If you terminate for medical reasons after 6 months of uninterrupted sick leave (recently reduced from 9 months), the process is simplified and you don't owe the full notice period. You still owe compensation based on what the law specifies for that scenario.

Work permits and visas for foreign hires

Belgium doesn't have a dedicated digital nomad visa. Foreign nationals need either a work permit or a residence permit tied to employment.

If you're hiring through an EOR, the EOR becomes the legal employer and handles work permit sponsorship on your behalf. This is the standard approach for hiring non-EU nationals. The EOR will manage the application, which typically takes 4 to 8 weeks depending on the employee's nationality and the specific permit category.

EU/EEA citizens don't need a work permit as they have freedom of movement. Non-EU nationals need either a work permit (for skilled workers, intra-company transfers, or shortage occupations) or a residence permit for self-employed or business purposes. Belgium uses a points-based system for some categories, factoring in education, language skills, and salary level.

An EOR can sponsor work permits, but eligibility depends on the employee's role, salary, and qualifications. Your EOR will advise on which permit category applies and handle the paperwork with Belgian immigration authorities.

Recent changes and what's coming

As of January 1, 2026, Belgium tightened sick leave and reintegration rules. Employees can now be absent without a medical certificate only twice per calendar year, down from three times. More importantly, employers with 20+ employees must launch a formal reintegration procedure within 6 months if an employee has been on sick leave for 8 weeks and has work potential. Non-compliance carries significant financial penalties.

A draft law deposited in February 2026 will further reshape termination law if it passes. Beyond the notice period cap for new hires, it includes changes to night work rules and part-time work minimums. Less directly relevant to termination, but worth tracking.

Belgium also introduced a "right to rebound" starting March 2026, which reduces unemployment sanctions for workers with long careers who resign. This doesn't affect your hiring directly, but it reflects Belgium's broader push toward encouraging career mobility.

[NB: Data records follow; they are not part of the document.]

use serde::Serialize;
use std::sync::Arc;

use crate::claims::{ClaimStatusService, ClaimsResponse};
use crate::eligibility::{EligibilityResponse, EligibilityVerifier};
use crate::error::InsuranceResult;
use crate::provider_auth::{AuthenticateNpiResponse, ProviderAuthenticator, VerifyZipResponse};
use crate::registry::ProviderRegistry;
use crate::repository::{
    ClaimRepository, InMemoryClaimRepository, InMemoryMemberRepository, InMemoryProviderRepository,
    MemberRepository, ProviderRepository,
};
use crate::requests::{AuthenticateNpiRequest, ClaimsRequest, EligibilityRequest, VerifyZipRequest};
use crate::resolver::MemberResolver;
use crate::seed::{SeedData, SeedSummary};

/// Row counts per store, reported by readiness checks
#[derive(Debug, Clone, Copy, Default, PartialEq, Eq, Serialize)]
pub struct StoreCounts {
    pub providers: usize,
    pub members: usize,
    pub claims: usize,
}

/// Insurance service
///
/// Entry point for the four voice-agent lookups over a shared set of stores.
pub struct InsuranceService {
    providers: Arc<dyn ProviderRepository>,
    members: Arc<dyn MemberRepository>,
    claims: Arc<dyn ClaimRepository>,
    authenticator: ProviderAuthenticator,
    eligibility: EligibilityVerifier,
    claim_status: ClaimStatusService,
}

impl InsuranceService {
    pub fn new(
        providers: Arc<dyn ProviderRepository>,
        members: Arc<dyn MemberRepository>,
        claims: Arc<dyn ClaimRepository>,
        registry: Option<Arc<dyn ProviderRegistry>>,
    ) -> Self {
        Self {
            authenticator: ProviderAuthenticator::new(providers.clone(), registry),
            eligibility: EligibilityVerifier::new(members.clone()),
            claim_status: ClaimStatusService::new(claims.clone(), MemberResolver::new(members.clone())),
            providers,
            members,
            claims,
        }
    }

    /// Empty in-memory stores
    pub fn in_memory(registry: Option<Arc<dyn ProviderRegistry>>) -> Self {
        Self::new(
            Arc::new(InMemoryProviderRepository::new()),
            Arc::new(InMemoryMemberRepository::new()),
            Arc::new(InMemoryClaimRepository::new()),
            registry,
        )
    }

    pub async fn load_seed(&self, data: SeedData) -> InsuranceResult<SeedSummary> {
        data.load_into(self.providers.as_ref(), self.members.as_ref(), self.claims.as_ref())
            .await
    }

    pub async fn authenticate_npi(
        &self,
        request: &AuthenticateNpiRequest,
    ) -> InsuranceResult<AuthenticateNpiResponse> {
        self.authenticator.authenticate_npi(request).await
    }

    pub async fn verify_zip(&self, request: &VerifyZipRequest) -> InsuranceResult<VerifyZipResponse> {
        self.authenticator.verify_zip(request).await
    }

    pub async fn eligibility(&self, request: &EligibilityRequest) -> InsuranceResult<EligibilityResponse> {
        self.eligibility.check(request).await
    }

    pub async fn claims(&self, request: &ClaimsRequest) -> InsuranceResult<ClaimsResponse> {
        self.claim_status.lookup(request).await
    }

    pub async fn counts(&self) -> InsuranceResult<StoreCounts> {
        Ok(StoreCounts {
            providers: self.providers.count().await?,
            members: self.members.count().await?,
            claims: self.claims.count().await?,
        })
    }
}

Data protection is governed by GDPR and Belgium's implementing legislation. You'll need to be careful about what employee data you collect, store, and share with your EOR. Collective bargaining agreements are common in Belgium and may apply to your hire depending on the industry and company size. Your EOR will flag this during onboarding.

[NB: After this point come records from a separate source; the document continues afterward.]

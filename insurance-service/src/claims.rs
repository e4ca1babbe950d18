use chrono::NaiveDate;
use logger_redacted::redact;
use serde::{Deserialize, Serialize};
use speech_normalizer::normalize_dob;
use std::sync::Arc;
use tracing::info;
use utoipa::ToSchema;

use crate::error::InsuranceResult;
use crate::models::{Claim, ClaimStatus, Member};
use crate::repository::ClaimRepository;
use crate::requests::ClaimsRequest;
use crate::resolver::{ClaimResolver, MemberResolver};

#[derive(Debug, Clone, Default, PartialEq, Serialize, Deserialize, ToSchema)]
pub struct ClaimsResponse {
    pub found: bool,
    pub message: Option<String>,
    pub claim_number: Option<String>,
    pub status: Option<ClaimStatus>,
    pub date_of_service: Option<NaiveDate>,
    pub procedure_code: Option<String>,
    pub procedure_desc: Option<String>,
    pub billed_amount: Option<f64>,
    pub allowed_amount: Option<f64>,
    pub paid_amount: Option<f64>,
    pub patient_responsibility: Option<f64>,
    pub check_number: Option<String>,
    pub process_date: Option<NaiveDate>,
    pub received_date: Option<NaiveDate>,
    pub denial_code: Option<String>,
    pub denial_reason: Option<String>,
    pub appeal_deadline: Option<NaiveDate>,
}

impl ClaimsResponse {
    fn not_found(message: String) -> Self {
        Self {
            found: false,
            message: Some(message),
            ..Self::default()
        }
    }
}

impl From<Claim> for ClaimsResponse {
    fn from(claim: Claim) -> Self {
        Self {
            found: true,
            message: None,
            claim_number: Some(claim.claim_number),
            status: Some(claim.status),
            date_of_service: Some(claim.date_of_service),
            procedure_code: Some(claim.procedure_code),
            procedure_desc: Some(claim.procedure_desc),
            billed_amount: Some(claim.billed_amount),
            allowed_amount: Some(claim.allowed_amount),
            paid_amount: Some(claim.paid_amount),
            patient_responsibility: Some(claim.patient_responsibility),
            check_number: claim.check_number,
            process_date: claim.process_date,
            received_date: claim.received_date,
            denial_code: claim.denial_code,
            denial_reason: claim.denial_reason,
            appeal_deadline: claim.appeal_deadline,
        }
    }
}

/// Date-of-service filter as spoken by the caller
enum ServiceDateFilter {
    Any,
    On(NaiveDate),
    /// Not a date we can read; nothing can match it
    Unreadable,
}

impl ServiceDateFilter {
    fn from_spoken(raw: Option<&str>) -> Self {
        let Some(raw) = raw else {
            return Self::Any;
        };
        let iso = normalize_dob(raw).unwrap_or_else(|| raw.trim().to_string());
        match NaiveDate::parse_from_str(&iso, "%Y-%m-%d") {
            Ok(date) => Self::On(date),
            Err(_) => Self::Unreadable,
        }
    }
}

/// Claim status lookups by claim number or by patient
pub struct ClaimStatusService {
    claims: Arc<dyn ClaimRepository>,
    claim_resolver: ClaimResolver,
    member_resolver: MemberResolver,
}

impl ClaimStatusService {
    pub fn new(claims: Arc<dyn ClaimRepository>, member_resolver: MemberResolver) -> Self {
        Self {
            claim_resolver: ClaimResolver::new(claims.clone()),
            claims,
            member_resolver,
        }
    }

    /// A claim number wins over patient details when both are given.
    ///
    /// By patient, the most recent claim (by date of service) across every
    /// matching member is returned.
    pub async fn lookup(&self, request: &ClaimsRequest) -> InsuranceResult<ClaimsResponse> {
        if let Some(raw) = request.claim_number.as_deref() {
            return self.lookup_by_number(raw).await;
        }
        if let Some(name) = request.patient_name.as_deref() {
            return self.lookup_by_patient(name, request).await;
        }

        info!("claims lookup without claim number or patient name");
        Ok(ClaimsResponse::not_found(
            "No claim number or patient name provided. Please provide at least one.".to_string(),
        ))
    }

    async fn lookup_by_number(&self, raw: &str) -> InsuranceResult<ClaimsResponse> {
        let lookup = self.claim_resolver.resolve(raw).await?;
        info!(searched_as = %lookup.searched_as, found = lookup.claim.is_some(), "claim number lookup");

        Ok(match lookup.claim {
            Some(claim) => claim.into(),
            None => ClaimsResponse::not_found(format!(
                "No claim found with number '{raw}' (searched as '{}'). Please verify the claim number and try again.",
                lookup.searched_as
            )),
        })
    }

    async fn lookup_by_patient(&self, name: &str, request: &ClaimsRequest) -> InsuranceResult<ClaimsResponse> {
        let dob = request.patient_dob.as_deref();
        let members = self.member_resolver.find_candidates(name, dob).await?;
        info!(patient = %redact(name), candidates = members.len(), "claims patient lookup");

        let Some(first) = members.first() else {
            let dob_clause = dob.map(|d| format!(" and DOB '{d}'")).unwrap_or_default();
            return Ok(ClaimsResponse::not_found(format!(
                "No patient found matching name '{name}'{dob_clause}. Please verify the patient information."
            )));
        };
        let matched_name = first.full_name();

        let raw_dos = request.date_of_service.as_deref();
        let mut claims = match ServiceDateFilter::from_spoken(raw_dos) {
            ServiceDateFilter::Unreadable => Vec::new(),
            ServiceDateFilter::Any => self.find_for(&members, None).await?,
            ServiceDateFilter::On(date) => self.find_for(&members, Some(date)).await?,
        };
        claims.sort_by(|a, b| b.date_of_service.cmp(&a.date_of_service));

        Ok(match claims.into_iter().next() {
            Some(latest) => latest.into(),
            None => {
                let dos_clause = raw_dos
                    .map(|d| format!(" for date of service '{d}'"))
                    .unwrap_or_default();
                ClaimsResponse::not_found(format!(
                    "Patient '{matched_name}' found, but no claims on file{dos_clause}."
                ))
            }
        })
    }

    async fn find_for(
        &self,
        members: &[Member],
        date_of_service: Option<NaiveDate>,
    ) -> InsuranceResult<Vec<Claim>> {
        let member_ids: Vec<String> = members.iter().map(|m| m.member_id.clone()).collect();
        self.claims.find_for_members(&member_ids, date_of_service).await
    }
}

#[cfg(test)]
mod tests {
    use super::*;
    use crate::models::MemberStatus;
    use crate::repository::{InMemoryClaimRepository, InMemoryMemberRepository, MemberRepository};
    use std::collections::HashMap;

    fn date(y: i32, m: u32, d: u32) -> NaiveDate {
        NaiveDate::from_ymd_opt(y, m, d).unwrap()
    }

    fn claim(number: &str, member_id: &str, dos: NaiveDate, status: ClaimStatus) -> Claim {
        Claim {
            claim_number: number.to_string(),
            member_id: member_id.to_string(),
            provider_npi: "1234567890".to_string(),
            date_of_service: dos,
            procedure_code: "99213".to_string(),
            procedure_desc: "Office visit".to_string(),
            status,
            billed_amount: 200.0,
            allowed_amount: 150.0,
            paid_amount: 120.0,
            patient_responsibility: 30.0,
            check_number: None,
            process_date: None,
            received_date: None,
            denial_code: None,
            denial_reason: None,
            appeal_deadline: None,
        }
    }

    async fn service() -> ClaimStatusService {
        let members = InMemoryMemberRepository::new();
        members
            .insert(Member {
                member_id: "MBR-001235".to_string(),
                first_name: "Maria".to_string(),
                last_name: "Garcia".to_string(),
                dob: date(1975, 7, 19),
                plan_name: "Reflect Silver HMO".to_string(),
                status: MemberStatus::Active,
                effective_date: date(2024, 1, 1),
                term_date: None,
                copay_primary: 30,
                copay_specialist: 60,
                deductible: 3000,
                deductible_met: 0,
                cob_status: "primary".to_string(),
                out_of_pocket_max: 8000,
                out_of_pocket_met: 0,
                benefits: HashMap::new(),
            })
            .await
            .unwrap();

        let claims = InMemoryClaimRepository::new();
        claims
            .insert(claim("CLM-00000001", "MBR-001235", date(2025, 9, 2), ClaimStatus::Paid))
            .await
            .unwrap();
        claims
            .insert(claim("CLM-00000002", "MBR-001235", date(2025, 11, 14), ClaimStatus::Denied))
            .await
            .unwrap();

        ClaimStatusService::new(
            Arc::new(claims),
            MemberResolver::new(Arc::new(members)),
        )
    }

    fn by_patient(name: &str, dos: Option<&str>) -> ClaimsRequest {
        ClaimsRequest {
            patient_name: Some(name.to_string()),
            date_of_service: dos.map(str::to_string),
            ..Default::default()
        }
    }

    #[tokio::test]
    async fn test_most_recent_claim_for_patient() {
        let response = service().await.lookup(&by_patient("Maria Garcia", None)).await.unwrap();
        assert!(response.found);
        assert_eq!(response.claim_number.as_deref(), Some("CLM-00000002"));
        assert_eq!(response.status, Some(ClaimStatus::Denied));
    }

    #[tokio::test]
    async fn test_spoken_date_of_service_filters() {
        let service = service().await;
        let response = service
            .lookup(&by_patient("Maria Garcia", Some("September 2nd 2025")))
            .await
            .unwrap();
        assert_eq!(response.claim_number.as_deref(), Some("CLM-00000001"));

        let none = service
            .lookup(&by_patient("Maria Garcia", Some("sometime last spring")))
            .await
            .unwrap();
        assert_eq!(
            none.message.as_deref(),
            Some("Patient 'Maria Garcia' found, but no claims on file for date of service 'sometime last spring'.")
        );
    }

    #[tokio::test]
    async fn test_unknown_claim_number_message() {
        let response = service()
            .await
            .lookup(&ClaimsRequest {
                claim_number: Some("klm 777".to_string()),
                ..Default::default()
            })
            .await
            .unwrap();
        assert!(!response.found);
        assert_eq!(
            response.message.as_deref(),
            Some("No claim found with number 'klm 777' (searched as 'CLM-777'). Please verify the claim number and try again.")
        );
    }

    #[tokio::test]
    async fn test_patient_not_found_and_empty_request() {
        let service = service().await;
        let missing = service.lookup(&by_patient("Mario Garcia", None)).await.unwrap();
        assert_eq!(
            missing.message.as_deref(),
            Some("No patient found matching name 'Mario Garcia'. Please verify the patient information.")
        );

        let empty = service.lookup(&ClaimsRequest::default()).await.unwrap();
        assert_eq!(
            empty.message.as_deref(),
            Some("No claim number or patient name provided. Please provide at least one.")
        );
    }
}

Common questions about hiring in Belgium

No, you don't need a local entity. An EOR acts as the legal employer, handling all compliance, payroll, and taxes for you. This lets you hire quickly without the hassle of setting up a branch or subsidiary.
You can onboard in as little as two weeks with a good EOR. They'll draft the contract in the right language, collect employee info, and set up payroll fast. Just provide the basics and approve the agreement.
EOR services typically cost $200 to $800 per month per employee. Prices depend on the provider and your needs, but this range covers payroll, compliance, and benefits handling. It's a flat fee, not a percentage of salary.
The minimum wage is 2,108 EUR per month. That's about $15 USD monthly per OECD 2025 data, though local figures confirm around 2,070 EUR. You'll pay this or more, plus 27% employer social contributions.
EORs don't directly sponsor visas, but they support the process. You'll apply through regional authorities for work authorization, then the employee gets a D visa. Some EORs help with compliant contracts and paperwork needed for approval.
It's tough due to long notice periods up to 29 weeks based on seniority. You need a written statement of reasons under Collective Bargaining Agreement No. 109. An EOR manages this compliance to avoid fines.
You must cover statutory benefits like pensions, healthcare, and unemployment insurance via 27% employer social contributions on gross salary. There's also a mandatory 13th-month pay. EORs handle these payments and any sector-specific levies.